Otra prueba más evidente aún, y que no tiene réplica, es el conocimiento de la astronomía, que resalta en el libro de Job, el cual habla de las constelaciones que llamamos el Arturo, el Orión y las Híades, y hasta las «del mediodía que están ocultas». Pues los hebreos desconocían lo que era una esfera, y ni siquiera tenían término para expresar lo que es la astronomía. A los árabes les dio fama esta ciencia, lo mismo que a los caldeos.
Creo, pues, que está perfectamente probado que no pudo escribir el libro de Job ningún autor judío y que es anterior a todos los libros que los judíos escribieron. Filón y Josefo son demasiado prudentes para contar esa obra como de derecho canónico hebreo. Es indudablemente una parábola, una alegoría árabe. Además, se encuentra en esa obra mucho conocimiento de los usos del antiguo mundo, y sobre todo de la Arabia. Se trata también en ella del comercio de las Indias, a cuyo comercio se dedicaron los árabes en todos los tiempos, del cual ni siquiera oyeron hablar los judíos.

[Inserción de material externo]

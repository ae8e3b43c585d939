#![forbid(unsafe_code)]
//! Shared identifiers and the crate-wide error type.

use std::fmt;

use thiserror::Error;

/// Identifier of a vertex in the Delaunay stream, assigned in stream order
/// starting at 1.
#[derive(Copy, Clone, Eq, PartialEq, Ord, PartialOrd, Hash, Debug)]
pub struct VertexId(pub u32);

/// Identifier of a fixed-size page in one of the index files. Graph pages
/// are numbered densely from 0 in write order.
#[derive(Copy, Clone, Eq, PartialEq, Ord, PartialOrd, Hash, Debug)]
pub struct PageId(pub u32);

#[derive(Error, Debug)]
pub enum DiasError {
    #[error("I/O: {0}")]
    Io(#[from] std::io::Error),
    #[error("parse error: {0}")]
    Parse(String),
    #[error("corruption: {0}")]
    Corruption(String),
    #[error("not found: {0}")]
    NotFound(String),
    #[error("invalid argument: {0}")]
    Invalid(&'static str),
    #[error("serialization error: {0}")]
    Serialization(#[from] serde_json::Error),
}

pub type Result<T> = std::result::Result<T, DiasError>;

impl fmt::Display for VertexId {
    fn fmt(&self, f: &mut fmt::Formatter<'_>) -> fmt::Result {
        write!(f, "{}", self.0)
    }
}

impl fmt::Display for PageId {
    fn fmt(&self, f: &mut fmt::Formatter<'_>) -> fmt::Result {
        write!(f, "{}", self.0)
    }
}

impl From<u32> for VertexId {
    fn from(value: u32) -> Self {
        VertexId(value)
    }
}

impl From<VertexId> for u32 {
    fn from(value: VertexId) -> Self {
        value.0
    }
}

impl From<u32> for PageId {
    fn from(value: u32) -> Self {
        PageId(value)
    }
}

impl From<PageId> for u32 {
    fn from(value: PageId) -> Self {
        value.0
    }
}

impl PageId {
    /// Widened form stored as the value type of the id map, large enough to
    /// address any offset of the graph file.
    pub fn as_u64(self) -> u64 {
        u64::from(self.0)
    }

    /// Narrows an id-map value back to a page id, rejecting values that
    /// cannot refer to a page of the graph file.
    pub fn from_u64(raw: u64) -> Result<Self> {
        u32::try_from(raw)
            .map(PageId)
            .map_err(|_| DiasError::Corruption(format!("page id {raw} out of range")))
    }
}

No podemos pasar en silencio que el comentarista Calmet, a pesar de que es profundo, falte a todas las reglas de la lógica, suponiendo que Job anuncia la inmortalidad del alma, cuando en el capítulo XXVIII dice: «Sé que Dios, que está vivo, me tendrá compasión y que me permitirá salir un día de este estercolero, que me renacerá la piel y que volveré a ver a Dios en mi carne. ¿Por qué en la actualidad incitáis a que me persigan y me colmen de injurias? Llegará para mí la hora de ser poderoso; temed entonces mi espada, temed que me vengue; no olvidéis que existe la justicia.»
Las anteriores palabras sólo dan a entender que abrigaba la esperanza de curarse. La inmortalidad del alma y la resurrección de la carne el día del Juicio son verdades anunciadas tan terminantemente en el Nuevo Testamento, y tan claramente afirmadas por los Padres de la Iglesia y los Concilios, que no hay necesidad de atribuir a un árabe la primera noción de ellas. Esos grandes misterios, que no se explican en ninguna parte del Pentateuco hebreo, ¿por qué los había de explicar Job en un solo versículo y de un modo tan oscuro? Así como Calmet no tiene razón al creer que Job habla de la inmortalidad del alma y de la resurrección de la carne, tampoco tiene razón al suponer que la enfermedad que padecía era un ataque de viruela. La lógica y la medicina se oponen a esas opiniones del comentarista.
Además, siendo indudablemente árabe el libro de Job, ocioso es decir que carece de método, exactitud y precisión. Pero es quizás el más antiguo y el más apreciable de los libros que se han escrito en la parte acá del Eufrates.